New hacker group makes many victims in a short time

A new hacker group called Black Basta is making great strides. The group made its first victim in the second week of April. In the following week, several companies fell prey to Black Basta’s ransomware attacks.

This is evident from an analysis by BleepingComputer .

This is how Black Basta works

According to the tech site, very little is known about Black Basta. For example, they do not advertise their attacks, nor do they recruit hackers or other collaborators through popular hacking forums. However, the lack of publicity does not mean that the hacker group is not active or less active than other groups.

The method of Black Basta is comparable to that of other hacker collectives. The group uses ransomware to penetrate their victims’ computer systems. Once inside, they steal business-sensitive and confidential information and documents. Then they put all files under lock and key with ransomware.
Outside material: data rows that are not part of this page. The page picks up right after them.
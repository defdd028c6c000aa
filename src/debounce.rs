/// Keyed debouncing: bursts of calls for one key collapse into the last one.
use std::collections::HashMap;
use std::future::Future;
use std::sync::atomic::{AtomicU64, Ordering};
use std::time::Duration;

use tokio::sync::{Mutex as TokioMutex, watch};
use tracing::debug;

#[derive(Default)]
pub struct Debouncer {
    timers: TokioMutex<HashMap<String, (u64, watch::Sender<()>)>>,
    next_id: AtomicU64,
}

impl Debouncer {
    pub fn new() -> Self {
        Self::default()
    }

    /// Run `work` after `delay` unless another call for `key` arrives first.
    ///
    /// Returns `Some(output)` for the call whose timer fired and `None` for
    /// every call that was superseded. `work` is only invoked when the timer
    /// fires.
    pub async fn schedule<F, Fut, T>(&self, key: &str, delay: Duration, work: F) -> Option<T>
    where
        F: FnOnce() -> Fut,
        Fut: Future<Output = T>,
    {
        let id = self.next_id.fetch_add(1, Ordering::Relaxed);

        let (cancel_tx, mut cancel_rx) = watch::channel(());
        {
            let mut timers = self.timers.lock().await;
            if let Some((_, old_tx)) = timers.insert(key.to_string(), (id, cancel_tx)) {
                debug!("debounced {key}");
                let _ = old_tx.send(());
            }
        }

        tokio::select! {
            _ = tokio::time::sleep(delay) => {}
            _ = cancel_rx.changed() => return None,
        }

        {
            let mut timers = self.timers.lock().await;
            if timers.get(key).is_some_and(|(current, _)| *current == id) {
                timers.remove(key);
            }
        }
        Some(work().await)
    }

    /// Number of keys with an armed timer.
    pub async fn pending(&self) -> usize {
        self.timers.lock().await.len()
    }
}

#[cfg(test)]
mod tests {
    use super::*;
    use std::sync::Arc;
    use std::sync::atomic::AtomicUsize;

    const DELAY: Duration = Duration::from_millis(40);

    #[tokio::test]
    async fn test_burst_runs_last_call_once() {
        let debouncer = Debouncer::new();
        let runs = Arc::new(AtomicUsize::new(0));

        let call = |arg: u32| {
            let runs = Arc::clone(&runs);
            let debouncer = &debouncer;
            async move {
                debouncer
                    .schedule("A.java", DELAY, move || async move {
                        runs.fetch_add(1, Ordering::SeqCst);
                        arg
                    })
                    .await
            }
        };

        let (a, b, c) = tokio::join!(call(1), call(2), call(3));
        assert_eq!((a, b, c), (None, None, Some(3)));
        assert_eq!(runs.load(Ordering::SeqCst), 1);
        assert_eq!(debouncer.pending().await, 0);
    }

    #[tokio::test]
    async fn test_keys_are_independent() {
        let debouncer = Debouncer::new();
        let (a, b) = tokio::join!(
            debouncer.schedule("A.java", DELAY, || async { "a" }),
            debouncer.schedule("B.java", DELAY, || async { "b" }),
        );
        assert_eq!(a, Some("a"));
        assert_eq!(b, Some("b"));
    }

    #[tokio::test]
    async fn test_calls_after_window_both_run() {
        let debouncer = Debouncer::new();
        let first = debouncer.schedule("A.java", DELAY, || async { 1 }).await;
        let second = debouncer.schedule("A.java", DELAY, || async { 2 }).await;
        assert_eq!(first, Some(1));
        assert_eq!(second, Some(2));
    }
}
/// Model protocol: transcript encoding, the chat round trip and reply parsing.
///
/// The chat transport is abstracted by [`ChatChannel`]; everything else in
/// this module is pure text processing around it.
pub mod http;
pub mod mock;
pub mod parser;
pub mod prompt;
pub mod session;
pub mod transcript;

pub use session::{Copilot, CopilotError};

use async_trait::async_trait;
use serde::{Deserialize, Serialize};
use thiserror::Error;
use tokio::sync::mpsc;
use tokio_util::sync::CancellationToken;

/// Errors raised by a chat transport.
#[derive(Error, Debug)]
pub enum ChannelError {
    #[error("request failed: {0}")]
    RequestFailed(String),

    #[error("unexpected response: {0}")]
    BadResponse(String),

    #[error("request cancelled")]
    Cancelled,
}

#[derive(Debug, Clone, Copy, PartialEq, Eq, Serialize, Deserialize)]
#[serde(rename_all = "lowercase")]
pub enum Role {
    System,
    User,
    Assistant,
}

#[derive(Debug, Clone, PartialEq, Eq, Serialize, Deserialize)]
pub struct ChatMessage {
    pub role: Role,
    pub content: String,
}

impl ChatMessage {
    pub fn system(content: impl Into<String>) -> Self {
        Self {
            role: Role::System,
            content: content.into(),
        }
    }

    pub fn user(content: impl Into<String>) -> Self {
        Self {
            role: Role::User,
            content: content.into(),
        }
    }

    pub fn assistant(content: impl Into<String>) -> Self {
        Self {
            role: Role::Assistant,
            content: content.into(),
        }
    }
}

/// Text chunks of one reply, in arrival order.
pub type ChunkStream = mpsc::Receiver<Result<String, ChannelError>>;

/// Opaque request/response chat transport.
///
/// Implementations must be `Send + Sync` so one channel can serve many
/// concurrent inspections behind `Arc`.
#[async_trait]
pub trait ChatChannel: Send + Sync {
    /// Send the full conversation and stream back the reply.
    ///
    /// `cancel` is best-effort: implementations should stop producing chunks
    /// once it is triggered.
    async fn send(
        &self,
        messages: &[ChatMessage],
        cancel: CancellationToken,
    ) -> Result<ChunkStream, ChannelError>;
}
In order to collect their ransom money as quickly as possible, Black Basta is increasing the pressure on victims. The group threatens to make all stolen data public unless the victim pays a ransom to prevent publication. To back up their words, the hacker group is publishing more and more stolen data. The hackers do this until the victim pays. This is also known as double extortion.

Helpdesk helps victims out of the fire

Black Basta has several web pages on the dark web, such as the Black Basta Blog and Basta News. These sites are only accessible via the Tor web browser. There you will not only find a list of victims but often also a sample of the data that the hacker group has stolen.

BleepingComputer says that 10 companies have been hit by Black Basta with ransomware attacks. In reality, there are more victims, the tech site knows. Deutsche Windtechnik and the American Dental Association (ADA) were victims of Black Basta earlier this month, but their Tor pages have since been removed. This may mean that the parties are negotiating with the hackers about the amount of the ransom.

Once Black Basta ransomware has infected a system, all files are shielded. These files can be recognized by an icon with the extension .basta. A text file contains a URL and login ID that leads to a helpdesk. Via this Chat Black Baste, victims can negotiate the amount of the ransom. The hackers promise to prepare a security report after the ransom is paid.

Suspicion: ‘Black Basta is in reality Conti’

BleepingComputer thinks Black Basta is a rebrand of an experienced hacker group. MalwareHunterTeam points out the similarities with Conti via Twitter. For example, the group’s websites have the look and feel of Conti and the way in which the helpdesk communicates with victims is virtually the same. By operating under a different name, the hackers hope to lead the investigative authorities astray.

Conti was responsible for 13 per cent of all global ransomware attacks last year, according to security researchers.